La extraña muerte de algunos escritores

algunos escritores

Historias sobre la muerte de escritores -ya sean verdaderas o apócrifas- que se han convertido en leyendas literarias.

Edgar Allan Poe

La muerte de este autor siempre ha sido un misterio. Explicaciones han incluido intoxicación por alcohol, tuberculosis, enfermedades del corazón y la rabia. Otros afirman que la muerte de Poe fue el resultado de “cooping”, una forma de fraude electoral basada en pandillas que era común a principios del siglo XIX.

Los espectadores inocentes fueron secuestrados por las denominadas “pandillas cooping” o “bandas electorales” y obligados a votar en repetidas ocasiones por los candidatos. Las víctimas fueron retenidas en una habitación llamada “coop”, obligándolos a votar una y otra vez, disfrazándolos con pelucas o barbas falsas para engañar a los observadores.

Si se negaban a cooperar, eran golpeados o asesinados. Esta teoría de la muerte de Poe ha sido cada vez más propuesta por los estudiosos desde la década de 1870.

Edgar Allan Poe


Esquilo

Se dice que la muerte del padre de la tragedia sucedió cuando salió de la ciudad de Sicilia y se sentó en un lugar soleado. Un águila volando con una tortuga en sus garras confundió su brillante cabeza calva con una piedra. Dejó caer la tortuga sobre la cabeza de Esquilo, para que pudiera romper su concha y comer su carne.

La razón por la que Esquilo se encontraba en lugares soleados fuera de la ciudad, era que había oído una profecía de que sería asesinado por un objeto que caía y por eso evitaba los espacios techados.


Albert Camus

Camus murió en un accidente automovilístico. Parecería que no hay nada de extraño en esto excepto que tenía un boleto de tren sin usar en la bolsa de su pantalón al momento de su muerte.

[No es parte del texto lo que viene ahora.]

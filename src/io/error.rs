//! Error taxonomy for file and codec I/O.
//!
//! Every failure carries the reporting plugin, the offending path and a
//! readable reason. Nothing in the I/O core retries or downgrades these.

use std::path::{Path, PathBuf};
use thiserror::Error;

pub type IoResult<T> = Result<T, IoError>;

/// Coarse error category, for callers that branch on the failure type.
#[derive(Debug, Clone, Copy, PartialEq, Eq, Hash)]
pub enum ErrorKind {
    Open,
    Unsupported,
    Read,
    Write,
    Seek,
}

/// Errors from the binary reader/writer and codec plugins
#[derive(Error, Debug)]
pub enum IoError {
    /// File could not be opened or created
    #[error("{plugin}: cannot open file \"{}\": {reason}", .path.display())]
    Open {
        plugin: &'static str,
        path: PathBuf,
        reason: String,
        #[source]
        source: Option<std::io::Error>,
    },

    /// Signature or header does not match a supported layout
    #[error("{plugin}: unsupported file \"{}\": {reason}", .path.display())]
    Unsupported {
        plugin: &'static str,
        path: PathBuf,
        reason: String,
    },

    /// Short read, truncated stream or out-of-bounds access
    #[error("{plugin}: error reading file \"{}\": {reason}", .path.display())]
    Read {
        plugin: &'static str,
        path: PathBuf,
        reason: String,
        #[source]
        source: Option<std::io::Error>,
    },

    /// Short write or encoder failure
    #[error("{plugin}: error writing file \"{}\": {reason}", .path.display())]
    Write {
        plugin: &'static str,
        path: PathBuf,
        reason: String,
        #[source]
        source: Option<std::io::Error>,
    },

    /// Repositioning outside the file
    #[error("{plugin}: cannot set file position \"{}\": {reason}", .path.display())]
    Seek {
        plugin: &'static str,
        path: PathBuf,
        reason: String,
    },
}

impl IoError {
    pub fn open(plugin: &'static str, path: impl Into<PathBuf>, reason: impl Into<String>) -> Self {
        IoError::Open { plugin, path: path.into(), reason: reason.into(), source: None }
    }

    pub fn unsupported(
        plugin: &'static str,
        path: impl Into<PathBuf>,
        reason: impl Into<String>,
    ) -> Self {
        IoError::Unsupported { plugin, path: path.into(), reason: reason.into() }
    }

    pub fn read(plugin: &'static str, path: impl Into<PathBuf>, reason: impl Into<String>) -> Self {
        IoError::Read { plugin, path: path.into(), reason: reason.into(), source: None }
    }

    pub fn write(plugin: &'static str, path: impl Into<PathBuf>, reason: impl Into<String>) -> Self {
        IoError::Write { plugin, path: path.into(), reason: reason.into(), source: None }
    }

    pub fn seek(plugin: &'static str, path: impl Into<PathBuf>, reason: impl Into<String>) -> Self {
        IoError::Seek { plugin, path: path.into(), reason: reason.into() }
    }

    /// Attach the OS error that caused this failure (ignored for kinds without a source).
    pub fn with_source(mut self, err: std::io::Error) -> Self {
        match &mut self {
            IoError::Open { source, .. }
            | IoError::Read { source, .. }
            | IoError::Write { source, .. } => *source = Some(err),
            IoError::Unsupported { .. } | IoError::Seek { .. } => {}
        }
        self
    }

    /// Report the error under another plugin name, keeping everything else.
    pub fn relabel(mut self, name: &'static str) -> Self {
        match &mut self {
            IoError::Open { plugin, .. }
            | IoError::Unsupported { plugin, .. }
            | IoError::Read { plugin, .. }
            | IoError::Write { plugin, .. }
            | IoError::Seek { plugin, .. } => *plugin = name,
        }
        self
    }

    pub fn kind(&self) -> ErrorKind {
        match self {
            IoError::Open { .. } => ErrorKind::Open,
            IoError::Unsupported { .. } => ErrorKind::Unsupported,
            IoError::Read { .. } => ErrorKind::Read,
            IoError::Write { .. } => ErrorKind::Write,
            IoError::Seek { .. } => ErrorKind::Seek,
        }
    }

    pub fn plugin(&self) -> &'static str {
        match self {
            IoError::Open { plugin, .. }
            | IoError::Unsupported { plugin, .. }
            | IoError::Read { plugin, .. }
            | IoError::Write { plugin, .. }
            | IoError::Seek { plugin, .. } => plugin,
        }
    }

    pub fn path(&self) -> &Path {
        match self {
            IoError::Open { path, .. }
            | IoError::Unsupported { path, .. }
            | IoError::Read { path, .. }
            | IoError::Write { path, .. }
            | IoError::Seek { path, .. } => path,
        }
    }
}

#[cfg(test)]
mod tests {
    use super::*;
    use std::error::Error as _;

    #[test]
    fn test_display_carries_plugin_and_path() {
        let err = IoError::read("PIC", "/tmp/shot.0001.pic", "RLE run past end of data");
        let text = err.to_string();
        assert!(text.contains("PIC"));
        assert!(text.contains("shot.0001.pic"));
        assert!(text.contains("RLE run"));
        assert_eq!(err.kind(), ErrorKind::Read);
    }

    #[test]
    fn test_source_and_relabel() {
        let os = std::io::Error::new(std::io::ErrorKind::NotFound, "missing");
        let err = IoError::open("FileIO", "a.dpx", "cannot open").with_source(os).relabel("DPX");
        assert_eq!(err.plugin(), "DPX");
        assert_eq!(err.path(), Path::new("a.dpx"));
        assert!(err.source().is_some());
    }
}
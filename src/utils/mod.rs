//! Helpers that sit above the codecs: sequence discovery on disk.

pub mod sequences;

pub use sequences::{discover, discover_all, target};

Aparentemente había aceptado la invitación del editor Michel Gallimard para un paseo de última hora. Otra teoría menciona que en realidad fue asesinado por la KGB por criticar al ministro de Relaciones Exteriores soviético en un periódico francés.

Lo irónico del asunto es que Camus dijo alguna vez que la forma más absurda de morir era en un accidente de coche.


Francis Bacon

Murió de neumonía en 1626, pero cuentan que su enfermedad fue el resultado de un extraño experimento para averiguar si “la carne podría ser preservada en la nieve, como en la sal”.

Viendo cómo caía una tormenta de nieve, creyó que la nieve conservaría la carne como hacía la sal con los alimentos, por lo que decidió rellenar una gallina con nieve. Luego salió de casa y esperó a que la gallina se congelara, jamás sucedió. El único resultado fue la muerte absurda de Bacon.